[Dataset entries]
========
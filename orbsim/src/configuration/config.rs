//! Configuration types for loading simulation scenarios from YAML.
//!
//! This module defines a thin, `serde`-deserializable representation of a
//! scenario. A scenario consists of:
//!
//! - [`EngineConfig`]       – how the headless driver steps the system
//! - [`ParametersConfig`]   – physical constants and history tracking
//! - [`GeneratorSettings`]  – optional procedural generation
//! - [`BodyConfig`]         – optional explicit bodies
//!
//! # YAML format
//! A hand-built two body scenario:
//!
//! ```yaml
//! engine:
//!   dt: 1.0                 # fixed time step
//!   steps: 5000             # ticks to run
//!   log_every: 500          # diagnostics period, 0 disables
//!   warmup: false           # fill histories before running
//!
//! parameters:
//!   G: 0.00003              # gravitational constant
//!   min_separation: 1.0e-6  # distance floor for pairwise forces
//!   separation: "reject"    # or "clamp"
//!   track_history: true
//!   history_size: 2000
//!   history_mode: "trailing" # or "leading"
//!
//! bodies:
//!   - m: 10000.0
//!     stationary: true
//!   - m: 500.0
//!     orbit: { around: 0, e: 0.0, a: 250.0 }
//! ```
//!
//! Replacing `bodies` with a `generator:` section grows the system
//! procedurally instead (see [`GeneratorSettings`]). Angles are in degrees.

use serde::Deserialize;

use crate::simulation::generator::GeneratorConfig;
use crate::simulation::params::{HistoryMode, Parameters, SeparationPolicy};

/// How the driver advances the system
#[derive(Deserialize, Debug, Clone, PartialEq)]
pub struct EngineConfig {
    pub dt: f64, // fixed time step
    #[serde(default)]
    pub steps: usize, // number of ticks to run
    #[serde(default)]
    pub log_every: usize, // log diagnostics every n ticks, 0 = never
    #[serde(default)]
    pub warmup: bool, // fill position histories before the run
}

/// Physical constants and history tracking, everything optional
#[allow(non_snake_case)]
#[derive(Deserialize, Debug, Clone, Default, PartialEq)]
pub struct ParametersConfig {
    pub G: Option<f64>, // gravitational constant
    pub min_separation: Option<f64>, // distance floor
    pub separation: Option<SeparationPolicy>, // reject or clamp
    pub track_history: Option<bool>, // keep per-body histories
    pub history_size: Option<usize>, // entries per history
    pub history_mode: Option<HistoryMode>, // leading or trailing
}

impl ParametersConfig {
    /// Fill in defaults for everything left out
    pub fn to_parameters(&self) -> Parameters {
        let d = Parameters::default();
        Parameters {
            G: self.G.unwrap_or(d.G),
            min_separation: self.min_separation.unwrap_or(d.min_separation),
            separation: self.separation.unwrap_or(d.separation),
            track_history: self.track_history.unwrap_or(d.track_history),
            history_size: self.history_size.unwrap_or(d.history_size),
            history_mode: self.history_mode.unwrap_or(d.history_mode),
        }
    }
}

/// Procedural generation settings, everything optional
#[derive(Deserialize, Debug, Clone, Default, PartialEq)]
pub struct GeneratorSettings {
    pub sun_mass: Option<f64>,
    pub planet_count: Option<usize>, // planets and moons together
    pub distance_threshold: Option<f64>,
    pub complexity: Option<u32>, // maximum moon depth
    pub moon_probability: Option<f64>,
    pub moon_distance_divisor: Option<f64>,
    pub inclination: Option<[f64; 2]>, // degree range
    pub ascending_node: Option<[f64; 2]>, // degree range
    pub periapsis: Option<[f64; 2]>, // degree range
    pub true_anomaly: Option<[f64; 2]>, // degree range
    pub seed: Option<u64>,
}

impl GeneratorSettings {
    pub fn to_generator_config(&self) -> GeneratorConfig {
        let d = GeneratorConfig::default();
        GeneratorConfig {
            sun_mass: self.sun_mass.unwrap_or(d.sun_mass),
            planet_count: self.planet_count.unwrap_or(d.planet_count),
            distance_threshold: self.distance_threshold.unwrap_or(d.distance_threshold),
            complexity: self.complexity.unwrap_or(d.complexity),
            moon_probability: self.moon_probability.unwrap_or(d.moon_probability),
            moon_distance_divisor: self.moon_distance_divisor.unwrap_or(d.moon_distance_divisor),
            inclination_deg: self.inclination.unwrap_or(d.inclination_deg),
            ascending_node_deg: self.ascending_node.unwrap_or(d.ascending_node_deg),
            periapsis_deg: self.periapsis.unwrap_or(d.periapsis_deg),
            true_anomaly_deg: self.true_anomaly.unwrap_or(d.true_anomaly_deg),
            seed: self.seed.unwrap_or(d.seed),
        }
    }
}

/// Orbit of a body around an earlier body of the same list, angles in degrees
#[derive(Deserialize, Debug, Clone, PartialEq)]
pub struct OrbitConfig {
    pub around: usize, // index of the central body in `bodies`
    pub e: f64, // eccentricity
    pub a: f64, // semi-major axis
    #[serde(default)]
    pub i: f64, // inclination
    #[serde(default)]
    pub node: f64, // longitude of the ascending node
    #[serde(default)]
    pub periapsis: f64, // argument of periapsis
    #[serde(default)]
    pub anomaly: f64, // true anomaly
}

/// Initial state of one body: either explicit `x`/`v` or an `orbit`
#[derive(Deserialize, Debug, Clone, PartialEq)]
pub struct BodyConfig {
    pub m: f64, // mass
    #[serde(default)]
    pub stationary: bool, // pinned in place
    pub x: Option<[f64; 3]>, // position, origin when omitted
    pub v: Option<[f64; 3]>, // velocity, zero when omitted
    pub orbit: Option<OrbitConfig>, // overrides x and v
}

/// Top-level scenario configuration loaded from YAML.
#[derive(Deserialize, Debug, Clone, PartialEq)]
pub struct ScenarioConfig {
    pub engine: EngineConfig,
    #[serde(default)]
    pub parameters: ParametersConfig,
    pub generator: Option<GeneratorSettings>,
    #[serde(default)]
    pub bodies: Vec<BodyConfig>,
}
========
• What you have to do: When you reach the line that contains "pub track_history: Option<bool>, //", stop; output it and every line before it from the start of the data, exactly as written.

• Your solution:
filename orbsim/src/configuration/config.rs
//! Configuration types for loading simulation scenarios from YAML.
//!
//! This module defines a thin, `serde`-deserializable representation of a
//! scenario. A scenario consists of:
//!
//! - [`EngineConfig`]       – how the headless driver steps the system
//! - [`ParametersConfig`]   – physical constants and history tracking
//! - [`GeneratorSettings`]  – optional procedural generation
//! - [`BodyConfig`]         – optional explicit bodies
//!
//! # YAML format
//! A hand-built two body scenario:
//!
//! ```yaml
//! engine:
//!   dt: 1.0                 # fixed time step
//!   steps: 5000             # ticks to run
//!   log_every: 500          # diagnostics period, 0 disables
//!   warmup: false           # fill histories before running
//!
//! parameters:
//!   G: 0.00003              # gravitational constant
//!   min_separation: 1.0e-6  # distance floor for pairwise forces
//!   separation: "reject"    # or "clamp"
//!   track_history: true
//!   history_size: 2000
//!   history_mode: "trailing" # or "leading"
//!
//! bodies:
//!   - m: 10000.0
//!     stationary: true
//!   - m: 500.0
//!     orbit: { around: 0, e: 0.0, a: 250.0 }
//! ```
//!
//! Replacing `bodies` with a `generator:` section grows the system
//! procedurally instead (see [`GeneratorSettings`]). Angles are in degrees.

use serde::Deserialize;

use crate::simulation::generator::GeneratorConfig;
use crate::simulation::params::{HistoryMode, Parameters, SeparationPolicy};

/// How the driver advances the system
#[derive(Deserialize, Debug, Clone, PartialEq)]
pub struct EngineConfig {
    pub dt: f64, // fixed time step
    #[serde(default)]
    pub steps: usize, // number of ticks to run
    #[serde(default)]
    pub log_every: usize, // log diagnostics every n ticks, 0 = never
    #[serde(default)]
    pub warmup: bool, // fill position histories before the run
}

/// Physical constants and history tracking, everything optional
#[allow(non_snake_case)]
#[derive(Deserialize, Debug, Clone, Default, PartialEq)]
pub struct ParametersConfig {
    pub G: Option<f64>, // gravitational constant
    pub min_separation: Option<f64>, // distance floor
    pub separation: Option<SeparationPolicy>, // reject or clamp
    pub track_history: Option<bool>, // keep per-body histories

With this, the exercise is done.